Poco más de cien páginas le bastan a Pilar Quintana (Cali, 1972) para montar una historia robusta, subyugante, que se lee en dos arreones.

Todo bascula sobre la perra del título y el ansia de la cuarentona Damaris por ser madre, sin éxito, junto a su pareja Rogelio, drama que nos puede traer ecos de los parejos sinsabores de la mujer yerma lorquiana.

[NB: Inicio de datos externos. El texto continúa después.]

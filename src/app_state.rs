//! Shared application state passed to all Axum handlers.
//!
//! The state is built once at startup and never mutated: the exporter
//! (which carries the immutable metric registry) is wrapped in an `Arc`,
//! so cloning the state per request is cheap.

use std::sync::Arc;

use crate::exporter::Exporter;

#[derive(Clone)]
pub(crate) struct AppState {
    exporter: Arc<Exporter>,

    /// Path the metrics endpoint is mounted under; the landing page links
    /// to it.
    telemetry_path: String,
}

impl AppState {
    // ---

    pub fn new(exporter: Arc<Exporter>, telemetry_path: String) -> Self {
        AppState {
            exporter,
            telemetry_path,
        }
    }

    pub(crate) fn exporter(&self) -> &Exporter {
        // ---
        &self.exporter
    }

    pub(crate) fn telemetry_path(&self) -> &str {
        // ---
        &self.telemetry_path
    }
}
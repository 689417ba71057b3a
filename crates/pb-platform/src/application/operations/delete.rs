//! Delete Application Use Case
//!
//! Deregistration runs before the record is removed. A failed deregistration
//! leaves the record intact so the delete can be retried; a failed removal
//! after a successful deregistration is logged and is safe to retry, since
//! the bridge treats an unknown room as already gone.

use std::sync::Arc;

use serde::{Deserialize, Serialize};
use tracing::{debug, error, info, warn, Instrument};

use crate::{PlatformError, User};
use crate::application::repository::ApplicationRepository;
use crate::bridge::ApplicationDispatcher;
use crate::details;
use crate::usecase::{ExecutionContext, UseCaseError, UseCaseResult};

/// Command for deleting an application.
#[derive(Debug, Clone, Serialize, Deserialize)]
pub struct DeleteApplicationCommand {
    pub id: String,
}

/// Acknowledgement of a completed delete.
#[derive(Debug, Clone, PartialEq, Serialize, Deserialize)]
pub struct ApplicationDeleted {
    pub id: String,
}

/// Use case for deleting an application.
pub struct DeleteApplicationUseCase<R: ApplicationRepository, D: ApplicationDispatcher> {
    application_repo: Arc<R>,
    dispatcher: Arc<D>,
}

impl<R: ApplicationRepository, D: ApplicationDispatcher> DeleteApplicationUseCase<R, D> {
    pub fn new(application_repo: Arc<R>, dispatcher: Arc<D>) -> Self {
        Self {
            application_repo,
            dispatcher,
        }
    }

    pub async fn execute(
        &self,
        command: DeleteApplicationCommand,
        ctx: ExecutionContext,
    ) -> UseCaseResult<ApplicationDeleted> {
        let span = ctx.span("delete_application");
        self.run(command, None).instrument(span).await
    }

    /// Delete on behalf of `actor`. An application the actor does not own
    /// is reported as missing unless the actor is an admin.
    pub async fn execute_for(
        &self,
        command: DeleteApplicationCommand,
        actor: &User,
        ctx: ExecutionContext,
    ) -> UseCaseResult<ApplicationDeleted> {
        let span = ctx.span("delete_application");
        self.run(command, Some(actor)).instrument(span).await
    }

    async fn run(
        &self,
        command: DeleteApplicationCommand,
        actor: Option<&User>,
    ) -> UseCaseResult<ApplicationDeleted> {
        let application = match self.application_repo.find_by_id(&command.id).await {
            Ok(Some(application)) if may_delete(actor, application.user_id) => application,
            Ok(Some(_)) => {
                debug!(application_id = %command.id, "Application owned by another user");
                return not_found(command.id);
            }
            Ok(None) => return not_found(command.id),
            Err(e) => {
                warn!(application_id = %command.id, error = %e, "Application lookup failed");
                return UseCaseResult::failure(UseCaseError::store(
                    "STORE_UNAVAILABLE",
                    format!("Failed to load application: {}", e),
                ));
            }
        };

        info!(
            application_id = %application.id,
            matrix_id = %application.matrix_id,
            "Deregistering application from the bridge"
        );

        match self.dispatcher.deregister_application(&application.matrix_id).await {
            Ok(()) => {}
            Err(PlatformError::BridgeEntityGone { .. }) => {
                debug!(matrix_id = %application.matrix_id, "Bridge entity already gone");
            }
            Err(e) => {
                warn!(matrix_id = %application.matrix_id, error = %e, "Bridge deregistration failed");
                return UseCaseResult::failure(UseCaseError::dispatcher_with_details(
                    "BRIDGE_DEREGISTRATION_FAILED",
                    format!("Failed to deregister application from the bridge: {}", e),
                    details! { "id" => &application.id, "matrixId" => &application.matrix_id },
                ));
            }
        }

        match self.application_repo.delete(&application).await {
            Ok(()) => {}
            // Removed concurrently; the outcome is the same
            Err(PlatformError::NotFound { .. }) => {
                debug!(application_id = %application.id, "Record already removed");
            }
            Err(e) => {
                error!(
                    application_id = %application.id,
                    deregistered_matrix_id = %application.matrix_id,
                    error = %e,
                    "Application deregistered from the bridge but record not removed"
                );
                return UseCaseResult::failure(UseCaseError::store_with_details(
                    "RECORD_DELETE_AFTER_DEREGISTRATION_FAILED",
                    format!("Application deregistered but its record could not be removed: {}", e),
                    details! { "id" => &application.id, "matrixId" => &application.matrix_id },
                ));
            }
        }

        info!(application_id = %application.id, "Application deleted");
        UseCaseResult::success(ApplicationDeleted { id: application.id })
    }
}

fn may_delete(actor: Option<&User>, owner_id: u64) -> bool {
    actor.map_or(true, |actor| actor.is_admin || actor.id == owner_id)
}

fn not_found(id: String) -> UseCaseResult<ApplicationDeleted> {
    UseCaseResult::failure(UseCaseError::not_found_with_details(
        "APPLICATION_NOT_FOUND",
        format!("Application with ID '{}' not found", id),
        details! { "id" => id },
    ))
}

#[cfg(test)]
mod tests {
    use super::*;

    #[test]
    fn test_acknowledgement_serialization() {
        let ack = ApplicationDeleted { id: "0HZXEQ5Y8JY5Z".to_string() };
        assert_eq!(serde_json::to_string(&ack).unwrap(), r#"{"id":"0HZXEQ5Y8JY5Z"}"#);
    }
}
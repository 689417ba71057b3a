//! MatrixDispatcher Tests
//!
//! Tests for:
//! - Room creation on registration
//! - Leave and forget on deregistration
//! - Already-gone rooms
//! - Homeserver error mapping

use std::time::Duration;

use wiremock::matchers::{body_partial_json, header, method, path, path_regex};
use wiremock::{Mock, MockServer, ResponseTemplate};

use pb_platform::{ApplicationDispatcher, MatrixDispatcher, MatrixDispatcherConfig, PlatformError};

fn dispatcher(server: &MockServer) -> MatrixDispatcher {
    MatrixDispatcher::new(MatrixDispatcherConfig {
        homeserver: server.uri(),
        access_token: "bridge-token".to_string(),
        request_timeout: Duration::from_secs(2),
    })
    .unwrap()
}

#[tokio::test]
async fn test_register_creates_private_room() {
    let server = MockServer::start().await;

    Mock::given(method("POST"))
        .and(path("/_matrix/client/v3/createRoom"))
        .and(header("Authorization", "Bearer bridge-token"))
        .and(body_partial_json(serde_json::json!({
            "name": "weather-bot",
            "preset": "private_chat",
            "invite": ["@alice:example.org"],
        })))
        .respond_with(
            ResponseTemplate::new(200).set_body_json(serde_json::json!({"room_id": "!abc:example.org"})),
        )
        .expect(1)
        .mount(&server)
        .await;

    let matrix_id = dispatcher(&server)
        .register_application("weather-bot", "@alice:example.org")
        .await
        .unwrap();

    assert_eq!(matrix_id, "!abc:example.org");
}

#[tokio::test]
async fn test_register_maps_homeserver_error() {
    let server = MockServer::start().await;

    Mock::given(method("POST"))
        .and(path("/_matrix/client/v3/createRoom"))
        .respond_with(ResponseTemplate::new(429).set_body_json(serde_json::json!({
            "errcode": "M_LIMIT_EXCEEDED",
            "error": "Too many requests",
        })))
        .mount(&server)
        .await;

    let err = dispatcher(&server)
        .register_application("weather-bot", "@alice:example.org")
        .await
        .unwrap_err();

    match err {
        PlatformError::Dispatch { message } => {
            assert!(message.contains("M_LIMIT_EXCEEDED"));
            assert!(message.contains("429"));
        }
        other => panic!("Expected dispatch error, got {:?}", other),
    }
}

#[tokio::test]
async fn test_register_unreadable_success_is_outcome_unknown() {
    let server = MockServer::start().await;

    Mock::given(method("POST"))
        .and(path("/_matrix/client/v3/createRoom"))
        .respond_with(ResponseTemplate::new(200).set_body_string("<html>gateway</html>"))
        .expect(1)
        .mount(&server)
        .await;

    let err = dispatcher(&server)
        .register_application("weather-bot", "@alice:example.org")
        .await
        .unwrap_err();

    match err {
        PlatformError::BridgeOutcomeUnknown { message } => {
            assert!(message.contains("createRoom"));
        }
        other => panic!("Expected unknown outcome, got {:?}", other),
    }
}

#[tokio::test]
async fn test_register_unreachable_homeserver() {
    let dispatcher = MatrixDispatcher::new(MatrixDispatcherConfig {
        homeserver: "http://127.0.0.1:1".to_string(),
        access_token: "bridge-token".to_string(),
        request_timeout: Duration::from_secs(2),
    })
    .unwrap();

    let result = dispatcher
        .register_application("weather-bot", "@alice:example.org")
        .await;

    assert!(matches!(result, Err(PlatformError::Http(_))));
}

#[tokio::test]
async fn test_deregister_leaves_and_forgets() {
    let server = MockServer::start().await;

    Mock::given(method("POST"))
        .and(path_regex(r"^/_matrix/client/v3/rooms/[^/]+/leave$"))
        .and(header("Authorization", "Bearer bridge-token"))
        .respond_with(ResponseTemplate::new(200).set_body_json(serde_json::json!({})))
        .expect(1)
        .mount(&server)
        .await;

    Mock::given(method("POST"))
        .and(path_regex(r"^/_matrix/client/v3/rooms/[^/]+/forget$"))
        .respond_with(ResponseTemplate::new(200).set_body_json(serde_json::json!({})))
        .expect(1)
        .mount(&server)
        .await;

    dispatcher(&server)
        .deregister_application("!abc:example.org")
        .await
        .unwrap();
}

#[tokio::test]
async fn test_deregister_unknown_room_is_gone() {
    let server = MockServer::start().await;

    Mock::given(method("POST"))
        .and(path_regex(r"^/_matrix/client/v3/rooms/[^/]+/leave$"))
        .respond_with(ResponseTemplate::new(403).set_body_json(serde_json::json!({
            "errcode": "M_FORBIDDEN",
            "error": "User not in room",
        })))
        .mount(&server)
        .await;

    Mock::given(method("POST"))
        .and(path_regex(r"^/_matrix/client/v3/rooms/[^/]+/forget$"))
        .respond_with(ResponseTemplate::new(200))
        .expect(0)
        .mount(&server)
        .await;

    let err = dispatcher(&server)
        .deregister_application("!abc:example.org")
        .await
        .unwrap_err();

    assert!(matches!(
        err,
        PlatformError::BridgeEntityGone { ref matrix_id } if matrix_id == "!abc:example.org"
    ));
}

#[tokio::test]
async fn test_deregister_server_error() {
    let server = MockServer::start().await;

    Mock::given(method("POST"))
        .and(path_regex(r"^/_matrix/client/v3/rooms/[^/]+/leave$"))
        .respond_with(ResponseTemplate::new(502))
        .mount(&server)
        .await;

    let err = dispatcher(&server)
        .deregister_application("!abc:example.org")
        .await
        .unwrap_err();

    assert!(matches!(err, PlatformError::Dispatch { .. }));
}
//! Structured Logging Configuration
//!
//! - JSON output for production (`LOG_FORMAT=json`)
//! - Human-readable output for development (default)
//! - Level filtering through `RUST_LOG` (default: info)
//!
//! # Usage
//!
//! ```rust,ignore
//! use pb_common::logging::init_logging;
//!
//! fn main() {
//!     init_logging("pb-server");
//!     tracing::info!(application_id = %id, "Application registered");
//! }
//! ```
//!
//! Lifecycle operations open a span carrying the execution id and the acting
//! principal; partial-failure reports are logged inside it.

use tracing_subscriber::{
    fmt::{self, format::FmtSpan},
    layer::SubscriberExt,
    util::SubscriberInitExt,
    EnvFilter,
};

/// Default filter when `RUST_LOG` is unset.
const DEFAULT_FILTER: &str = "info";

/// Output format selected by `LOG_FORMAT`.
#[derive(Debug, Clone, Copy, PartialEq, Eq)]
pub enum LogFormat {
    Json,
    Text,
}

impl LogFormat {
    /// Anything other than "json" (case-insensitive) selects text output.
    pub fn parse(value: &str) -> Self {
        if value.eq_ignore_ascii_case("json") {
            LogFormat::Json
        } else {
            LogFormat::Text
        }
    }

    fn from_env() -> Self {
        Self::parse(&std::env::var("LOG_FORMAT").unwrap_or_default())
    }
}

/// Initialize logging for the given service.
///
/// Call once per process.
pub fn init_logging(service_name: &str) {
    let env_filter = EnvFilter::try_from_default_env()
        .unwrap_or_else(|_| EnvFilter::new(DEFAULT_FILTER));

    match LogFormat::from_env() {
        LogFormat::Json => init_json_logging(env_filter),
        LogFormat::Text => init_text_logging(env_filter),
    }

    tracing::debug!(service = service_name, "Logging initialized");
}

fn init_json_logging(env_filter: EnvFilter) {
    tracing_subscriber::registry()
        .with(env_filter)
        .with(
            fmt::layer()
                .json()
                .with_current_span(true)
                .with_span_list(true)
                .with_file(true)
                .with_line_number(true)
                .with_thread_ids(false)
                .with_target(true)
                .flatten_event(true)
                .with_span_events(FmtSpan::CLOSE)
        )
        .init();
}

fn init_text_logging(env_filter: EnvFilter) {
    tracing_subscriber::registry()
        .with(env_filter)
        .with(
            fmt::layer()
                .with_target(true)
                .with_thread_ids(false)
                .with_file(false)
                .with_line_number(false)
                .with_ansi(true)
        )
        .init();
}

#[cfg(test)]
mod tests {
    use super::*;

    #[test]
    fn test_log_format_parsing() {
        assert_eq!(LogFormat::parse("json"), LogFormat::Json);
        assert_eq!(LogFormat::parse("JSON"), LogFormat::Json);
        assert_eq!(LogFormat::parse("text"), LogFormat::Text);
        assert_eq!(LogFormat::parse(""), LogFormat::Text);
    }

    #[test]
    fn test_default_filter_parses() {
        let filter = EnvFilter::new(DEFAULT_FILTER);
        drop(filter);
    }
}
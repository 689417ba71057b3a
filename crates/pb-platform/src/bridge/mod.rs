//! Messaging Bridge
//!
//! Registers applications as addressable entities on the bridge and removes
//! them again.

pub mod matrix;

use async_trait::async_trait;

use crate::shared::error::Result;

pub use matrix::{MatrixDispatcher, MatrixDispatcherConfig};

#[async_trait]
pub trait ApplicationDispatcher: Send + Sync {
    /// Register an application owned by `owner_matrix_id` and return the
    /// identifier the bridge assigned to it. An accepted request whose answer
    /// cannot be read is `PlatformError::BridgeOutcomeUnknown`.
    async fn register_application(&self, name: &str, owner_matrix_id: &str) -> Result<String>;

    /// Remove a registration. An entity the bridge no longer knows is reported
    /// either as `Ok(())` or as `PlatformError::BridgeEntityGone`.
    async fn deregister_application(&self, matrix_id: &str) -> Result<()>;
}
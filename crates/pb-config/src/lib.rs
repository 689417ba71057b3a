//! Pushbridge Configuration System
//!
//! TOML-based configuration with environment variable override support.

use serde::{Deserialize, Serialize};
use std::path::Path;
use std::time::Duration;
use thiserror::Error;

mod loader;

pub use loader::ConfigLoader;

/// Configuration error types
#[derive(Error, Debug)]
pub enum ConfigError {
    #[error("Failed to read config file: {0}")]
    ReadError(#[from] std::io::Error),

    #[error("Failed to parse TOML: {0}")]
    ParseError(#[from] toml::de::Error),

    #[error("Invalid configuration: {0}")]
    ValidationError(String),
}

/// Root application configuration
#[derive(Debug, Clone, Default, Serialize, Deserialize)]
#[serde(default)]
pub struct AppConfig {
    pub http: HttpConfig,
    pub mongodb: MongoConfig,
    pub matrix: MatrixConfig,
    pub admin: AdminConfig,
    pub tokens: TokenConfig,
}

/// HTTP server configuration
#[derive(Debug, Clone, Serialize, Deserialize)]
#[serde(default)]
pub struct HttpConfig {
    pub port: u16,
    pub host: String,
}

impl Default for HttpConfig {
    fn default() -> Self {
        Self {
            port: 8080,
            host: "0.0.0.0".to_string(),
        }
    }
}

/// MongoDB configuration
#[derive(Debug, Clone, Serialize, Deserialize)]
#[serde(default)]
pub struct MongoConfig {
    pub uri: String,
    pub database: String,
}

impl Default for MongoConfig {
    fn default() -> Self {
        Self {
            uri: "mongodb://localhost:27017".to_string(),
            database: "pushbridge".to_string(),
        }
    }
}

/// Matrix homeserver the dispatcher registers applications on
#[derive(Debug, Clone, Serialize, Deserialize)]
#[serde(default)]
pub struct MatrixConfig {
    pub homeserver: String,
    pub access_token: String,
    pub request_timeout_secs: u64,
}

impl Default for MatrixConfig {
    fn default() -> Self {
        Self {
            homeserver: "http://localhost:8008".to_string(),
            access_token: String::new(),
            request_timeout_secs: 10,
        }
    }
}

impl MatrixConfig {
    pub fn request_timeout(&self) -> Duration {
        Duration::from_secs(self.request_timeout_secs)
    }
}

/// Initial administrator, created on startup if missing
#[derive(Debug, Clone, Serialize, Deserialize)]
#[serde(default)]
pub struct AdminConfig {
    pub name: String,
    pub password: String,
    pub matrix_id: String,
}

impl Default for AdminConfig {
    fn default() -> Self {
        Self {
            name: "admin".to_string(),
            password: String::new(),
            matrix_id: String::new(),
        }
    }
}

/// Application token generation
#[derive(Debug, Clone, Serialize, Deserialize)]
#[serde(default)]
pub struct TokenConfig {
    /// Length of generated application tokens
    pub length: usize,
    /// Attempts the generator makes before giving up on finding an unused token
    pub max_attempts: u32,
    /// Persist attempts when the store reports a token collision at insert time
    pub persist_attempts: u32,
}

impl Default for TokenConfig {
    fn default() -> Self {
        Self {
            length: 24,
            max_attempts: 16,
            persist_attempts: 3,
        }
    }
}

impl AppConfig {
    /// Load configuration from a TOML file
    pub fn from_file<P: AsRef<Path>>(path: P) -> Result<Self, ConfigError> {
        let content = std::fs::read_to_string(path)?;
        let config: AppConfig = toml::from_str(&content)?;
        Ok(config)
    }

    /// Load configuration with environment variable override
    pub fn load() -> Result<Self, ConfigError> {
        ConfigLoader::new().load()
    }

    /// Check the values the server cannot start without
    pub fn validate(&self) -> Result<(), ConfigError> {
        if self.tokens.length == 0 {
            return Err(ConfigError::ValidationError(
                "tokens.length must be greater than zero".to_string(),
            ));
        }
        if self.tokens.max_attempts == 0 || self.tokens.persist_attempts == 0 {
            return Err(ConfigError::ValidationError(
                "tokens.max_attempts and tokens.persist_attempts must be greater than zero".to_string(),
            ));
        }
        if self.matrix.homeserver.trim().is_empty() {
            return Err(ConfigError::ValidationError(
                "matrix.homeserver is required".to_string(),
            ));
        }
        if self.matrix.request_timeout_secs == 0 {
            return Err(ConfigError::ValidationError(
                "matrix.request_timeout_secs must be greater than zero".to_string(),
            ));
        }
        if self.admin.password.is_empty() || self.admin.matrix_id.is_empty() {
            return Err(ConfigError::ValidationError(
                "admin.password and admin.matrix_id are required".to_string(),
            ));
        }
        Ok(())
    }

    /// Generate an example TOML configuration
    pub fn example_toml() -> String {
        r#"# Pushbridge Configuration
# Environment variables (PUSHBRIDGE_*) override these settings

[http]
port = 8080
host = "0.0.0.0"

[mongodb]
uri = "mongodb://localhost:27017"
database = "pushbridge"

[matrix]
homeserver = "https://matrix.example.org"
access_token = ""
request_timeout_secs = 10

[admin]
name = "admin"
password = ""
matrix_id = "@admin:example.org"

[tokens]
length = 24
max_attempts = 16
persist_attempts = 3
"#
        .to_string()
    }
}
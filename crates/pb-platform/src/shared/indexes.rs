//! MongoDB Index Initialization
//!
//! Creates indexes for all collections on startup. The unique index on the
//! application token is the authoritative uniqueness guarantee; the token
//! generator's lookup loop only makes collisions at insert time unlikely.

use mongodb::{Database, IndexModel, bson::doc, options::IndexOptions};
use tracing::info;

use crate::application::repository::APPLICATIONS_COLLECTION;
use crate::user::repository::USERS_COLLECTION;

/// Initialize all MongoDB indexes
pub async fn initialize_indexes(db: &Database) -> Result<(), mongodb::error::Error> {
    info!("Initializing MongoDB indexes...");

    create_application_indexes(db).await?;
    create_user_indexes(db).await?;

    info!("MongoDB indexes initialized successfully");
    Ok(())
}

async fn create_application_indexes(db: &Database) -> Result<(), mongodb::error::Error> {
    let collection = db.collection::<mongodb::bson::Document>(APPLICATIONS_COLLECTION);

    collection.create_index(
        IndexModel::builder()
            .keys(doc! { "token": 1 })
            .options(IndexOptions::builder().unique(true).build())
            .build(),
    ).await?;

    // Owner listing
    collection.create_index(
        IndexModel::builder()
            .keys(doc! { "userId": 1 })
            .build(),
    ).await?;

    info!("Created indexes on {}", APPLICATIONS_COLLECTION);
    Ok(())
}

async fn create_user_indexes(db: &Database) -> Result<(), mongodb::error::Error> {
    let collection = db.collection::<mongodb::bson::Document>(USERS_COLLECTION);

    collection.create_index(
        IndexModel::builder()
            .keys(doc! { "name": 1 })
            .options(IndexOptions::builder().unique(true).build())
            .build(),
    ).await?;

    info!("Created indexes on {}", USERS_COLLECTION);
    Ok(())
}
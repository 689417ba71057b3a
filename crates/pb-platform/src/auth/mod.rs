//! Authentication
//!
//! HTTP Basic credentials checked against stored Argon2id hashes.

pub mod password_service;
pub mod basic;

pub use password_service::{Argon2Config, PasswordService};
pub use basic::{AuthState, Authenticated};
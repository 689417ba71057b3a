//! Matrix Dispatcher
//!
//! Each application gets a private room on the homeserver, created by the
//! bridge account with the owning user invited. Deregistration leaves and
//! forgets the room.

use std::time::Duration;

use async_trait::async_trait;
use reqwest::StatusCode;
use serde::{Deserialize, Serialize};
use tracing::{debug, error, info, warn};

use super::ApplicationDispatcher;
use crate::shared::error::{PlatformError, Result};

const CLIENT_API_PREFIX: &str = "/_matrix/client/v3";

/// Matrix dispatcher configuration
#[derive(Debug, Clone)]
pub struct MatrixDispatcherConfig {
    /// Homeserver base URL
    pub homeserver: String,
    /// Access token of the bridge account
    pub access_token: String,
    /// Request timeout
    pub request_timeout: Duration,
}

impl Default for MatrixDispatcherConfig {
    fn default() -> Self {
        Self {
            homeserver: "http://localhost:8008".to_string(),
            access_token: String::new(),
            request_timeout: Duration::from_secs(10),
        }
    }
}

#[derive(Debug, Serialize)]
struct CreateRoomRequest<'a> {
    name: &'a str,
    preset: &'static str,
    invite: [&'a str; 1],
}

#[derive(Debug, Deserialize)]
struct CreateRoomResponse {
    room_id: String,
}

/// Error body returned by the client-server API
#[derive(Debug, Default, Deserialize)]
struct MatrixErrorBody {
    #[serde(default)]
    errcode: String,
    #[serde(default)]
    error: String,
}

pub struct MatrixDispatcher {
    config: MatrixDispatcherConfig,
    client: reqwest::Client,
}

impl MatrixDispatcher {
    pub fn new(config: MatrixDispatcherConfig) -> Result<Self> {
        let client = reqwest::Client::builder()
            .timeout(config.request_timeout)
            .build()?;

        Ok(Self { config, client })
    }

    fn endpoint(&self, path: &str) -> String {
        format!(
            "{}{}{}",
            self.config.homeserver.trim_end_matches('/'),
            CLIENT_API_PREFIX,
            path
        )
    }

    fn room_endpoint(&self, room_id: &str, action: &str) -> String {
        self.endpoint(&format!("/rooms/{}/{}", urlencoding::encode(room_id), action))
    }

    async fn post_room_action(&self, room_id: &str, action: &str) -> Result<reqwest::Response> {
        let response = self.client
            .post(self.room_endpoint(room_id, action))
            .bearer_auth(&self.config.access_token)
            .json(&serde_json::json!({}))
            .send()
            .await?;
        Ok(response)
    }
}

async fn dispatch_error(operation: &str, response: reqwest::Response) -> PlatformError {
    let status = response.status();
    let body = response.json::<MatrixErrorBody>().await.unwrap_or_default();

    PlatformError::dispatch(format!(
        "{} failed with HTTP {} ({}): {}",
        operation,
        status.as_u16(),
        if body.errcode.is_empty() { "M_UNKNOWN" } else { body.errcode.as_str() },
        body.error
    ))
}

#[async_trait]
impl ApplicationDispatcher for MatrixDispatcher {
    async fn register_application(&self, name: &str, owner_matrix_id: &str) -> Result<String> {
        let request = CreateRoomRequest {
            name,
            preset: "private_chat",
            invite: [owner_matrix_id],
        };

        debug!(owner = %owner_matrix_id, "Creating room for application");

        let response = self.client
            .post(self.endpoint("/createRoom"))
            .bearer_auth(&self.config.access_token)
            .json(&request)
            .send()
            .await?;

        if !response.status().is_success() {
            return Err(dispatch_error("createRoom", response).await);
        }

        // A 2xx means the room was most likely created
        let created: CreateRoomResponse = match response.json().await {
            Ok(created) => created,
            Err(e) => {
                error!(
                    owner = %owner_matrix_id,
                    error = %e,
                    "createRoom succeeded but its response could not be read"
                );
                return Err(PlatformError::BridgeOutcomeUnknown {
                    message: format!("Unreadable createRoom response: {}", e),
                });
            }
        };
        info!(matrix_id = %created.room_id, "Created room for application");
        Ok(created.room_id)
    }

    async fn deregister_application(&self, matrix_id: &str) -> Result<()> {
        let response = self.post_room_action(matrix_id, "leave").await?;

        match response.status() {
            status if status.is_success() => {}
            StatusCode::FORBIDDEN | StatusCode::NOT_FOUND => {
                warn!(matrix_id, "Room already gone on the homeserver");
                return Err(PlatformError::BridgeEntityGone {
                    matrix_id: matrix_id.to_string(),
                });
            }
            _ => return Err(dispatch_error("leave", response).await),
        }

        let response = self.post_room_action(matrix_id, "forget").await?;
        if !response.status().is_success() {
            return Err(dispatch_error("forget", response).await);
        }

        info!(matrix_id, "Left and forgot application room");
        Ok(())
    }
}

#[cfg(test)]
mod tests {
    use super::*;

    #[test]
    fn test_room_endpoint_encodes_room_id() {
        let dispatcher = MatrixDispatcher::new(MatrixDispatcherConfig {
            homeserver: "https://matrix.example.org/".to_string(),
            ..Default::default()
        })
        .unwrap();

        assert_eq!(
            dispatcher.room_endpoint("!abc:example.org", "leave"),
            "https://matrix.example.org/_matrix/client/v3/rooms/%21abc%3Aexample.org/leave"
        );
    }

    #[test]
    fn test_create_room_request_shape() {
        let request = CreateRoomRequest {
            name: "weather-bot",
            preset: "private_chat",
            invite: ["@alice:example.org"],
        };
        let json = serde_json::to_value(&request).unwrap();

        assert_eq!(json["preset"], "private_chat");
        assert_eq!(json["invite"][0], "@alice:example.org");
    }
}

A pesar de su brevedad la novela irá mostrando distintos recovecos en la forma de actuar de Damaris, que bien pudieran pillar al lector desprevenido, pues de entrada, que Damaris a falta de hijos supla la carencia y se encariñe y encapriche con una perra cachorrita es algo comprensible. La cosa se enrarece y da un golpe brusco de timón cuando esa relación entre la mujer y la perra (ya adulta e indisciplinada) se afile, corte y rasguñe. Donde anidó el amor bien pudiera anidar ahora el odio, alimentado por la envidia, pues vemos, tirando de refranero, cómo a menudo Dios da pan a quien no tiene dientes.

La historia se ubica en una casa frente al mar -océano- Pacífico, en un acantilado, donde la pareja vive en precario, peleando cada día por su subsistencia: Rogelio faenando, ella limpiando las casas de gente adinerada y ausente de la zona, que las mantiene deshabitadas.

La frondosidad vegetal, la selva acechante encarnando el peligro o la muerte, las constantes lluvias, el calor asfixiante, los zancudos siempre ávidos y siempre jodiendo la piel ajena, los gallinazos caligrafiando la parca mirada celestial, crea todo ello una atmósfera tan sensitiva como pegajosa, donde se adhieren también los recuerdos de Damaris, como el del finado Nicolasito, que lejos de corroerse con el óxido del tiempo están siempre ahí rondando, esperando su ocasión para malmeter, aventando la culpa, impeliendo a Damaris a embocarse en el precipicio de su propio ser.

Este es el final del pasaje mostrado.